Kadınlarda depresyonun nedenleri!..
Doç. Dr. Nuray Atasoy, depresyonun toplumun ruh sağlığını en çok etkileyen hastalıklardan biri olduğunu söyledi.
Zonguldak Bülent Ecevit Üniversitesi (BEÜ) Ruh Sağlığı ve
Hastalıkları Anabilim Dalı Öğretim Üyesi Doç. Dr. Nuray Atasoy,
depresyonun yaşam boyu görülme sıklığının kadınlarda yüzde 25’lere
kadar çıktığını, yani her 4 kadından birisinin hayatlarının bir
döneminde depresyon geçirebildiğini söyledi.
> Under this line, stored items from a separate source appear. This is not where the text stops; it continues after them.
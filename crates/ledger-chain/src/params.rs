//! Chain configuration and gas schedule.

use alloy_primitives::U256;
use serde::{
    Deserialize,
    Serialize,
};

pub const TX_GAS: u64 = 21_000;
pub const TX_GAS_CONTRACT_CREATION: u64 = 53_000;
pub const TX_GAS_FEE_DELEGATED: u64 = 10_000;
pub const TX_GAS_FEE_DELEGATED_WITH_RATIO: u64 = 15_000;
pub const TX_GAS_CANCEL: u64 = 21_000;
pub const TX_GAS_CHAIN_DATA_ANCHORING: u64 = 21_000;
/// Per-byte gas of data carried by Klaytn-style variants.
pub const TX_DATA_GAS: u64 = 100;
pub const TX_DATA_ZERO_GAS: u64 = 4;
pub const TX_DATA_NON_ZERO_GAS: u64 = 16;
pub const TX_ACCESS_LIST_ADDRESS_GAS: u64 = 2_400;
pub const TX_ACCESS_LIST_STORAGE_KEY_GAS: u64 = 1_900;

/// Refunds are capped at `gas_used / REFUND_QUOTIENT`.
pub const REFUND_QUOTIENT: u64 = 2;

/// Default unit price of the network, in peb.
pub const DEFAULT_UNIT_PRICE: u64 = 25_000_000_000;

/// Selects how list roots (`tx_root`, `receipt_root`) are derived.
#[derive(Debug, Clone, Copy, PartialEq, Eq, Default, Serialize, Deserialize)]
pub enum DeriveShaImpl {
    /// Merkle-Patricia trie keyed by `rlp(index)`.
    #[default]
    Trie,
    /// `keccak(hash(item_0) || hash(item_1) || ...)`.
    Simple,
    /// `keccak(rlp(item_0) || rlp(item_1) || ...)`.
    Concat,
}

/// Fork schedule and governance parameters of a chain.
#[derive(Debug, Clone, PartialEq, Eq, Serialize, Deserialize)]
pub struct ChainConfig {
    pub chain_id: u64,
    /// Ethereum typed envelopes are accepted from this block on.
    pub eip2718_block: Option<u64>,
    /// Dynamic-fee transactions are accepted from this block on.
    pub eip1559_block: Option<u64>,
    /// Base-fee semantics apply from this block on.
    pub magma_block: Option<u64>,
    /// When set, transaction fees are paid out by the consensus engine at
    /// finalization instead of during each transfer.
    pub deferred_tx_fee: bool,
    /// The state is committed at multiples of this interval regardless of
    /// the block interval.
    pub staking_update_interval: u64,
    /// Fixed gas price before Magma.
    pub unit_price: u64,
    pub derive_sha_impl: DeriveShaImpl,
}

impl Default for ChainConfig {
    fn default() -> Self {
        Self {
            chain_id: 1,
            eip2718_block: Some(0),
            eip1559_block: Some(0),
            magma_block: None,
            deferred_tx_fee: false,
            staking_update_interval: 86_400,
            unit_price: DEFAULT_UNIT_PRICE,
            derive_sha_impl: DeriveShaImpl::Trie,
        }
    }
}

impl ChainConfig {
    pub fn with_chain_id(mut self, chain_id: u64) -> Self {
        self.chain_id = chain_id;
        self
    }

    pub fn with_eip2718_block(mut self, block: Option<u64>) -> Self {
        self.eip2718_block = block;
        self
    }

    pub fn with_eip1559_block(mut self, block: Option<u64>) -> Self {
        self.eip1559_block = block;
        self
    }

    pub fn with_magma_block(mut self, block: Option<u64>) -> Self {
        self.magma_block = block;
        self
    }

    pub fn with_deferred_tx_fee(mut self, deferred: bool) -> Self {
        self.deferred_tx_fee = deferred;
        self
    }

    pub fn with_staking_update_interval(mut self, interval: u64) -> Self {
        self.staking_update_interval = interval;
        self
    }

    pub fn with_unit_price(mut self, unit_price: u64) -> Self {
        self.unit_price = unit_price;
        self
    }

    pub fn with_derive_sha_impl(mut self, derive_sha_impl: DeriveShaImpl) -> Self {
        self.derive_sha_impl = derive_sha_impl;
        self
    }

    fn is_active(fork: Option<u64>, number: u64) -> bool {
        fork.is_some_and(|fork| fork <= number)
    }

    pub fn is_eip2718_active(&self, number: u64) -> bool {
        Self::is_active(self.eip2718_block, number)
    }

    pub fn is_eip1559_active(&self, number: u64) -> bool {
        Self::is_active(self.eip1559_block, number)
    }

    pub fn is_magma_active(&self, number: u64) -> bool {
        Self::is_active(self.magma_block, number)
    }

    pub fn unit_price(&self) -> U256 {
        U256::from(self.unit_price)
    }

    /// Whether the state at `number` must be committed for staking info.
    pub fn is_staking_commit_block(&self, number: u64) -> bool {
        self.staking_update_interval != 0 && number % self.staking_update_interval == 0
    }
}

#[cfg(test)]
mod tests {
    use super::*;

    #[test]
    fn forks_activate_at_their_block() {
        let config = ChainConfig::default().with_magma_block(Some(10));
        assert!(!config.is_magma_active(9));
        assert!(config.is_magma_active(10));
        assert!(!ChainConfig::default().is_magma_active(u64::MAX));
    }

    #[test]
    fn staking_interval_zero_never_commits() {
        let config = ChainConfig::default().with_staking_update_interval(0);
        assert!(!config.is_staking_commit_block(0));
        let config = config.with_staking_update_interval(4);
        assert!(config.is_staking_commit_block(8));
        assert!(!config.is_staking_commit_block(9));
    }
}
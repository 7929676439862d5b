//! Interface of the consensus engine consumed by block import.

mod fake;

pub use fake::FakeEngine;

use crate::{
    params::ChainConfig,
    state::StateDb,
    types::{
        Header,
        Receipt,
        Transaction,
    },
};
use alloy_primitives::{
    Address,
    B256,
};
use std::{
    fmt::Debug,
    sync::Arc,
};

#[derive(thiserror::Error, Debug, Clone, PartialEq, Eq)]
pub enum ConsensusError {
    #[error("Unknown ancestor")]
    UnknownAncestor,
    #[error("Block in the future")]
    FutureBlock,
    #[error("Pruned ancestor")]
    PrunedAncestor,
    #[error("Invalid block number: expected {expected}, got {got}")]
    InvalidNumber { expected: u64, got: u64 },
    #[error("Timestamp {time} is older than the parent's {parent_time}")]
    InvalidTimestamp { time: u64, parent_time: u64 },
    #[error("Invalid seal on block {0}")]
    InvalidSeal(u64),
    #[error("Header verification aborted")]
    Aborted,
}

pub type ConsensusResult<T = ()> = Result<T, ConsensusError>;

/// Read access to the header chain for engines.
pub trait ChainReader: Send + Sync {
    fn config(&self) -> &ChainConfig;

    fn current_header(&self) -> Header;

    fn get_header(&self, hash: B256, number: u64) -> Option<Header>;

    fn get_header_by_hash(&self, hash: B256) -> Option<Header>;

    fn get_header_by_number(&self, number: u64) -> Option<Header>;
}

/// Abort handle and ordered result stream of a batch verification.
///
/// Dropping or sending on the abort handle stops the verifier. Results
/// arrive in header order.
pub type VerifyHeadersHandle = (flume::Sender<()>, flume::Receiver<ConsensusResult>);

/// A consensus engine as seen by the chain.
pub trait Engine: Send + Sync + Debug {
    /// Account that receives the block's fees.
    fn author(&self, header: &Header) -> ConsensusResult<Address>;

    fn verify_header(&self, chain: &dyn ChainReader, header: &Header, seal: bool)
    -> ConsensusResult;

    /// Verifies a contiguous batch in the background.
    fn verify_headers(
        &self,
        chain: Arc<dyn ChainReader>,
        headers: Vec<Header>,
        seals: Vec<bool>,
    ) -> VerifyHeadersHandle;

    fn can_verify_headers_concurrently(&self) -> bool;

    /// Applies block rewards and other end-of-block state changes.
    fn finalize(
        &self,
        chain: &dyn ChainReader,
        header: &Header,
        state: &mut StateDb,
        txs: &[Transaction],
        receipts: &[Receipt],
    ) -> ConsensusResult;

    /// Lets the engine build its voting snapshot at `number`.
    fn create_snapshot(
        &self,
        chain: &dyn ChainReader,
        number: u64,
        hash: B256,
        parents: &[Header],
    ) -> ConsensusResult;

    /// Whether the state at `number` must reach disk, e.g. on staking
    /// update intervals.
    fn state_commit_required(&self, _number: u64) -> bool {
        false
    }

    /// Number of prefetch workers the engine would like. Zero defers to the
    /// cache configuration.
    fn prefetch_workers(&self) -> usize {
        0
    }
}
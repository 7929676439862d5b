use crate::types::{
    Header,
    Transaction,
};
use alloy_primitives::{
    B256,
    U256,
};
use alloy_rlp::{
    BufMut,
    Decodable,
    Encodable,
    Header as RlpHeader,
};
use std::sync::Arc;

/// Ordered transactions of a block.
#[derive(Debug, Clone, Default, PartialEq, Eq)]
pub struct Body {
    pub transactions: Vec<Transaction>,
}

impl Encodable for Body {
    fn encode(&self, out: &mut dyn BufMut) {
        RlpHeader {
            list: true,
            payload_length: self.transactions.length(),
        }
        .encode(out);
        self.transactions.encode(out);
    }

    fn length(&self) -> usize {
        let payload_length = self.transactions.length();
        payload_length + alloy_rlp::length_of_length(payload_length)
    }
}

impl Decodable for Body {
    fn decode(buf: &mut &[u8]) -> alloy_rlp::Result<Self> {
        let rlp_head = RlpHeader::decode(buf)?;
        if !rlp_head.list {
            return Err(alloy_rlp::Error::UnexpectedString);
        }
        let started_len = buf.len();
        let transactions = Decodable::decode(buf)?;
        if started_len - buf.len() != rlp_head.payload_length {
            return Err(alloy_rlp::Error::UnexpectedLength);
        }
        Ok(Self { transactions })
    }
}

/// A sealed block: header plus body, with the header hash computed once.
#[derive(Debug, Clone)]
pub struct Block {
    header: Header,
    body: Body,
    hash: B256,
}

/// Blocks are shared between the import pipeline, caches and event feeds.
pub type BlockRef = Arc<Block>;

impl PartialEq for Block {
    fn eq(&self, other: &Self) -> bool {
        self.hash == other.hash
    }
}

impl Eq for Block {}

impl Block {
    pub fn new(header: Header, transactions: Vec<Transaction>) -> Self {
        let hash = header.hash();
        Self {
            header,
            body: Body { transactions },
            hash,
        }
    }

    pub fn from_parts(header: Header, body: Body) -> Self {
        Self::new(header, body.transactions)
    }

    pub fn hash(&self) -> B256 {
        self.hash
    }

    pub fn header(&self) -> &Header {
        &self.header
    }

    pub fn body(&self) -> &Body {
        &self.body
    }

    pub fn transactions(&self) -> &[Transaction] {
        &self.body.transactions
    }

    pub fn number(&self) -> u64 {
        self.header.number
    }

    pub fn parent_hash(&self) -> B256 {
        self.header.parent_hash
    }

    pub fn state_root(&self) -> B256 {
        self.header.state_root
    }

    pub fn time(&self) -> u64 {
        self.header.time
    }

    pub fn block_score(&self) -> U256 {
        self.header.block_score
    }

    pub fn gas_used(&self) -> u64 {
        self.header.gas_used
    }

    /// Returns a copy of this block with the given body.
    pub fn with_body(&self, transactions: Vec<Transaction>) -> Self {
        Self {
            header: self.header.clone(),
            body: Body { transactions },
            hash: self.hash,
        }
    }

    fn fields_len(&self) -> usize {
        self.header.length() + self.body.transactions.length()
    }
}

/// Network/export form: `rlp([header, [txs...]])`.
impl Encodable for Block {
    fn encode(&self, out: &mut dyn BufMut) {
        RlpHeader {
            list: true,
            payload_length: self.fields_len(),
        }
        .encode(out);
        self.header.encode(out);
        self.body.transactions.encode(out);
    }

    fn length(&self) -> usize {
        let payload_length = self.fields_len();
        payload_length + alloy_rlp::length_of_length(payload_length)
    }
}

impl Decodable for Block {
    fn decode(buf: &mut &[u8]) -> alloy_rlp::Result<Self> {
        let rlp_head = RlpHeader::decode(buf)?;
        if !rlp_head.list {
            return Err(alloy_rlp::Error::UnexpectedString);
        }
        let started_len = buf.len();
        let header = Header::decode(buf)?;
        let transactions = Vec::<Transaction>::decode(buf)?;
        if started_len - buf.len() != rlp_head.payload_length {
            return Err(alloy_rlp::Error::UnexpectedLength);
        }
        Ok(Self::new(header, transactions))
    }
}

#[cfg(test)]
mod tests {
    use super::*;
    use crate::{
        test_utils::TestKey,
        types::{
            LegacyTx,
            TxData,
        },
    };
    use alloy_primitives::{
        Address,
        Bytes,
        TxKind,
    };

    #[test]
    fn block_round_trips_with_mixed_transactions() {
        let key = TestKey::from_seed(9);
        let transactions = (0..3)
            .map(|nonce| {
                key.sign(TxData::Legacy(LegacyTx {
                    nonce,
                    gas_price: U256::from(1),
                    gas: 21_000,
                    to: TxKind::Call(Address::repeat_byte(5)),
                    value: U256::from(nonce),
                    input: Bytes::new(),
                }))
            })
            .collect::<Vec<_>>();
        let header = Header {
            number: 7,
            ..Default::default()
        };
        let block = Block::new(header, transactions);
        let encoded = alloy_rlp::encode(&block);
        let decoded = Block::decode(&mut encoded.as_slice()).unwrap();
        assert_eq!(decoded.hash(), block.hash());
        assert_eq!(decoded.transactions(), block.transactions());

        let body = alloy_rlp::encode(block.body());
        assert_eq!(Body::decode(&mut body.as_slice()).unwrap(), *block.body());
    }
}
Atasoy, depresyonun erkeklerde görülme sıklığının ise yüzde 5-12
arasında olduğunu belirtti.
Doç. Dr. Nuray Atasoy, depresyonun toplumun ruh sağlığını en çok
etkileyen hastalıklardan biri olduğunu söyledi. Depresyonun
insanların bütün yaşamını etkilediğine dikkati çeken Doç. Dr.
Atasoy, birinci derece yakınlarında depresyon olan kişilerin
hastalığa yakalanma risklerinin de yüksek olduğunu ifade etti.
İşsizlik, ekonomik güçlükler, aile içi çatışmalar, anne, baba ve eş
kaybı gibi olumsuzlukların depresyonu tetiklediğini vurgulayan Doç.
Dr. Atasoy, şöyle konuştu:
EN BÜYÜK NEDEN EVLİLİK
PROBLEMLERİ
"Dünya Sağlık Örgütü’nün son yıllardaki verileri bir hastalığa
bağlı iş gücü kaybı yaratan hastalıklar arasında depresyonun
2020’de 3’üncü sırada olacağını ön görüyor. Şu anda da 5’inci
sırada. Erkeklerde yaşam boyu görülme sıklığı yüzde 5-12 arasında,
kadınlarda yüzde 25’e kadar çıkıyor. Yani her 4 kadından birisi
hayatlarının herhangi bir döneminde depresyonda olabiliyor.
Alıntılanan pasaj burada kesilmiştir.